MATERIAL TO PROCESS
----

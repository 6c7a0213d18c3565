// =============================================================================
// Risk Service — one full revaluation pass over every holding position
// =============================================================================
//
// Pass order: revalue and persist the mark, partition into force-close /
// high-risk / warning, force-close first, then attempt auto top-ups (a
// successful top-up suppresses that position's warning), then notify owners,
// and finally send one summary to the admin accounts.
//
// Failures on a single position are logged and never stop the pass.
// =============================================================================

use std::collections::HashSet;

use chrono::Utc;
use serde::Serialize;
use tracing::{info, warn};

use crate::balance::BalanceService;
use crate::error::{AppError, AppResult};
use crate::model::{Position, RiskClass, RiskConfig};
use crate::notify::NotificationService;
use crate::risk::auto_supplement::AutoSupplementService;
use crate::store::Store;

/// Result of one classification sweep.
#[derive(Debug)]
pub struct RiskSweep {
    pub total: usize,
    pub force_close: Vec<Position>,
    pub high_risk: Vec<Position>,
    pub warning: Vec<Position>,
    pub price: f64,
    pub checked_at: i64,
}

/// Snapshot served by `GET /risk/statistics`.
#[derive(Debug, Serialize)]
pub struct RiskStatistics {
    pub total_positions: usize,
    pub force_close_count: usize,
    pub high_risk_count: usize,
    pub warning_count: usize,
    pub safe_count: usize,
    pub current_price: f64,
    pub check_time: i64,
}

#[derive(Clone)]
pub struct RiskService {
    store: Store,
    balance: BalanceService,
    notifier: NotificationService,
    auto: AutoSupplementService,
}

impl RiskService {
    pub fn new(store: Store, balance: BalanceService, notifier: NotificationService) -> Self {
        let auto = AutoSupplementService::new(store.clone(), balance.clone(), notifier.clone());
        Self {
            store,
            balance,
            notifier,
            auto,
        }
    }

    // -------------------------------------------------------------------------
    // Sweep
    // -------------------------------------------------------------------------

    /// Revalue every holding position at `price`, persist exactly the three
    /// mark fields, and partition by risk class.
    pub async fn sweep(&self, price: f64, cfg: &RiskConfig) -> AppResult<RiskSweep> {
        let positions = self.store.find_holding_positions().await?;

        let mut sweep = RiskSweep {
            total: positions.len(),
            force_close: Vec::new(),
            high_risk: Vec::new(),
            warning: Vec::new(),
            price,
            checked_at: Utc::now().timestamp(),
        };

        for mut position in positions {
            position.update_mark(price);
            if let Err(e) = self
                .store
                .update_position_mark(
                    position.id,
                    position.current_price,
                    position.pnl_float,
                    position.margin_rate,
                )
                .await
            {
                warn!(order_id = %position.order_id, error = %e, "mark persist failed, skipping position");
                continue;
            }

            match position.classify(cfg) {
                RiskClass::ForceClose => sweep.force_close.push(position),
                RiskClass::HighRisk => sweep.high_risk.push(position),
                RiskClass::Warning => sweep.warning.push(position),
                RiskClass::Safe => {}
            }
        }

        info!(
            price,
            total = sweep.total,
            force_close = sweep.force_close.len(),
            high_risk = sweep.high_risk.len(),
            warning = sweep.warning.len(),
            "risk sweep complete"
        );
        Ok(sweep)
    }

    // -------------------------------------------------------------------------
    // Full pass
    // -------------------------------------------------------------------------

    pub async fn run_check(&self, price: f64) -> AppResult<()> {
        let cfg = self.store.risk_config().await?;
        let sweep = self.sweep(price, &cfg).await?;

        // 1. Force-close, sequentially, in load order. A single failed
        //    position aborts only itself.
        for position in &sweep.force_close {
            match self
                .balance
                .force_close_position(position.user_id, position.id, price)
                .await
            {
                Ok((closed, snapshot)) => {
                    self.notifier
                        .send_risk_notification(
                            closed.user_id,
                            &closed.order_id,
                            &format!(
                                "您的订单已触发强制平仓\n平仓价格：{:.2} 元/克\n最终盈亏：{:.2} 元\n账户可用定金：{:.2} 元",
                                price,
                                closed.settled_pnl.unwrap_or_default(),
                                snapshot.available
                            ),
                            true,
                        )
                        .await;
                }
                Err(AppError::BalanceUnderflow { available, required }) => {
                    warn!(
                        order_id = %position.order_id,
                        available,
                        required,
                        "force-close would underflow available deposit, skipped"
                    );
                }
                Err(e) => {
                    warn!(order_id = %position.order_id, error = %e, "force-close failed");
                }
            }
        }

        // 2. Auto top-up for the remaining at-risk positions; success
        //    suppresses the warning below.
        let mut topped_up: HashSet<i64> = HashSet::new();
        for position in sweep.high_risk.iter().chain(sweep.warning.iter()) {
            if self.auto.check_and_top_up(position.id, &cfg).await {
                topped_up.insert(position.id);
            }
        }

        // 3. Warnings.
        for position in &sweep.high_risk {
            if topped_up.contains(&position.id) {
                continue;
            }
            self.notifier
                .send_risk_notification(
                    position.user_id,
                    &position.order_id,
                    &format!(
                        "定金率：{:.2}%（已进入高风险区间{}%~{}%）\n请及时补充定金或平仓止损",
                        position.margin_rate, cfg.high_risk_min, cfg.high_risk_max
                    ),
                    false,
                )
                .await;
        }
        for position in &sweep.warning {
            if topped_up.contains(&position.id) {
                continue;
            }
            self.notifier
                .send_risk_notification(
                    position.user_id,
                    &position.order_id,
                    &format!(
                        "定金率：{:.2}%（建议补充定金）\n当前价格：{:.2} 元/克\n浮动盈亏：{:.2} 元",
                        position.margin_rate, position.current_price, position.pnl_float
                    ),
                    false,
                )
                .await;
        }

        // 4. One summary for the admins whenever anything was flagged.
        let flagged = sweep.force_close.len() + sweep.high_risk.len() + sweep.warning.len();
        if flagged > 0 {
            let level = if sweep.force_close.len() + sweep.high_risk.len() > 0 {
                crate::model::NotifyLevel::Warning
            } else {
                crate::model::NotifyLevel::Info
            };
            let summary = format!(
                "风控检查完成：强平 {} 单，高风险 {} 单，预警 {} 单",
                sweep.force_close.len(),
                sweep.high_risk.len(),
                sweep.warning.len()
            );
            if let Err(e) = self
                .notifier
                .send_system_notification_to_admins("风控检查预警", &summary, level)
                .await
            {
                warn!(error = %e, "admin risk summary failed");
            }
        }

        Ok(())
    }

    // -------------------------------------------------------------------------
    // Statistics
    // -------------------------------------------------------------------------

    pub async fn statistics(&self, price: f64) -> AppResult<RiskStatistics> {
        let cfg = self.store.risk_config().await?;
        let sweep = self.sweep(price, &cfg).await?;
        let flagged = sweep.force_close.len() + sweep.high_risk.len() + sweep.warning.len();
        Ok(RiskStatistics {
            total_positions: sweep.total,
            force_close_count: sweep.force_close.len(),
            high_risk_count: sweep.high_risk.len(),
            warning_count: sweep.warning.len(),
            safe_count: sweep.total - flagged,
            current_price: price,
            check_time: sweep.checked_at,
        })
    }
}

----

Transcribe all the entries, keeping each one exactly as it is.

repository 6c7a0213d18c3565
// =============================================================================
// Risk Service — one full revaluation pass over every holding position
// =============================================================================
//
// Pass order: revalue and persist the mark, partition into force-close /
// high-risk / warning, force-close first, then attempt auto top-ups (a
// successful top-up suppresses that position's warning), then notify owners,
// and finally send one summary to the admin accounts.
//
// Failures on a single position are logged and never stop the pass.
// =============================================================================

use std::collections::HashSet;

use chrono::Utc;
use serde::Serialize;
use tracing::{info, warn};

use crate::balance::BalanceService;
use crate::error::{AppError, AppResult};
use crate::model::{Position, RiskClass, RiskConfig};
use crate::notify::NotificationService;
use crate::risk::auto_supplement::AutoSupplementService;
use crate::store::Store;

/// Result of one classification sweep.
#[derive(Debug)]
pub struct RiskSweep {
    pub total: usize,
    pub force_close: Vec<Position>,
    pub high_risk: Vec<Position>,
    pub warning: Vec<Position>,
    pub price: f64,
    pub checked_at: i64,
}

/// Snapshot served by `GET /risk/statistics`.
#[derive(Debug, Serialize)]
pub struct RiskStatistics {
    pub total_positions: usize,
    pub force_close_count: usize,
    pub high_risk_count: usize,
    pub warning_count: usize,
    pub safe_count: usize,
    pub current_price: f64,
    pub check_time: i64,
}

#[derive(Clone)]
pub struct RiskService {
    store: Store,
    balance: BalanceService,
    notifier: NotificationService,
    auto: AutoSupplementService,
}

impl RiskService {
    pub fn new(store: Store, balance: BalanceService, notifier: NotificationService) -> Self {
        let auto = AutoSupplementService::new(store.clone(), balance.clone(), notifier.clone());
        Self {
            store,
            balance,
            notifier,
            auto,
        }
    }

    // -------------------------------------------------------------------------
    // Sweep
    // -------------------------------------------------------------------------

    /// Revalue every holding position at `price`, persist exactly the three
    /// mark fields, and partition by risk class.
    pub async fn sweep(&self, price: f64, cfg: &RiskConfig) -> AppResult<RiskSweep> {
        let positions = self.store.find_holding_positions().await?;

        let mut sweep = RiskSweep {
            total: positions.len(),
            force_close: Vec::new(),
            high_risk: Vec::new(),
            warning: Vec::new(),
            price,
            checked_at: Utc::now().timestamp(),
        };

        for mut position in positions {
            position.update_mark(price);
            if let Err(e) = self
                .store
                .update_position_mark(
                    position.id,
                    position.current_price,
                    position.pnl_float,
                    position.margin_rate,
                )
                .await
            {
                warn!(order_id = %position.order_id, error = %e, "mark persist failed, skipping position");
                continue;
            }

            match position.classify(cfg) {
                RiskClass::ForceClose => sweep.force_close.push(position),
                RiskClass::HighRisk => sweep.high_risk.push(position),
                RiskClass::Warning => sweep.warning.push(position),
                RiskClass::Safe => {}
            }
        }

        info!(
            price,
            total = sweep.total,
            force_close = sweep.force_close.len(),
            high_risk = sweep.high_risk.len(),
            warning = sweep.warning.len(),
            "risk sweep complete"
        );
        Ok(sweep)
    }

    // -------------------------------------------------------------------------
    // Full pass
    // -------------------------------------------------------------------------

    pub async fn run_check(&self, price: f64) -> AppResult<()> {
        let cfg = self.store.risk_config().await?;
        let sweep = self.sweep(price, &cfg).await?;

        // 1. Force-close, sequentially, in load order. A single failed
        //    position aborts only itself.
        for position in &sweep.force_close {
            match self
                .balance
                .force_close_position(position.user_id, position.id, price)
                .await
            {
                Ok((closed, snapshot)) => {
                    self.notifier
                        .send_risk_notification(
                            closed.user_id,
                            &closed.order_id,
                            &format!(
                                "您的订单已触发强制平仓\n平仓价格：{:.2} 元/克\n最终盈亏：{:.2} 元\n账户可用定金：{:.2} 元",
                                price,
                                closed.settled_pnl.unwrap_or_default(),
                                snapshot.available
                            ),
                            true,
                        )
                        .await;
                }
                Err(AppError::BalanceUnderflow { available, required }) => {
                    warn!(
                        order_id = %position.order_id,
                        available,
                        required,
                        "force-close would underflow available deposit, skipped"
                    );
                }
                Err(e) => {
                    warn!(order_id = %position.order_id, error = %e, "force-close failed");
                }
            }
        }

        // 2. Auto top-up for the remaining at-risk positions; success
        //    suppresses the warning below.
        let mut topped_up: HashSet<i64> = HashSet::new();
        for position in sweep.high_risk.iter().chain(sweep.warning.iter()) {
            if self.auto.check_and_top_up(position.id, &cfg).await {
                topped_up.insert(position.id);
            }
        }

        // 3. Warnings.
        for position in &sweep.high_risk {
            if topped_up.contains(&position.id) {
                continue;
            }
            self.notifier
                .send_risk_notification(
                    position.user_id,
                    &position.order_id,
                    &format!(
                        "定金率：{:.2}%（已进入高风险区间{}%~{}%）\n请及时补充定金或平仓止损",
                        position.margin_rate, cfg.high_risk_min, cfg.high_risk_max
                    ),
                    false,
                )
                .await;
        }
        for position in &sweep.warning {
            if topped_up.contains(&position.id) {
                continue;
            }
            self.notifier
                .send_risk_notification(
                    position.user_id,
                    &position.order_id,
                    &format!(
                        "定金率：{:.2}%（建议补充定金）\n当前价格：{:.2} 元/克\n浮动盈亏：{:.2} 元",
                        position.margin_rate, position.current_price, position.pnl_float
                    ),
                    false,
                )
                .await;
        }

        // 4. One summary for the admins whenever anything was flagged.
        let flagged = sweep.force_close.len() + sweep.high_risk.len() + sweep.warning.len();
        if flagged > 0 {
            let level = if sweep.force_close.len() + sweep.high_risk.len() > 0 {
                crate::model::NotifyLevel::Warning
            } else {
                crate::model::NotifyLevel::Info
            };
            let summary = format!(
                "风控检查完成：强平 {} 单，高风险 {} 单，预警 {} 单",
                sweep.force_close.len(),
                sweep.high_risk.len(),
                sweep.warning.len()
            );
            if let Err(e) = self
                .notifier
                .send_system_notification_to_admins("风控检查预警", &summary, level)
                .await
            {
                warn!(error = %e, "admin risk summary failed");
            }
        }

        Ok(())
    }

    // -------------------------------------------------------------------------
    // Statistics
    // -------------------------------------------------------------------------

    pub async fn statistics(&self, price: f64) -> AppResult<RiskStatistics> {
        let cfg = self.store.risk_config().await?;
        let sweep = self.sweep(price, &cfg).await?;
        let flagged = sweep.force_close.len() + sweep.high_risk.len() + sweep.warning.len();
        Ok(RiskStatistics {
            total_positions: sweep.total,
            force_close_count: sweep.force_close.len(),
            high_risk_count: sweep.high_risk.len(),
            warning_count: sweep.warning.len(),
            safe_count: sweep.total - flagged,
            current_price: price,
            check_time: sweep.checked_at,
        })
    }
}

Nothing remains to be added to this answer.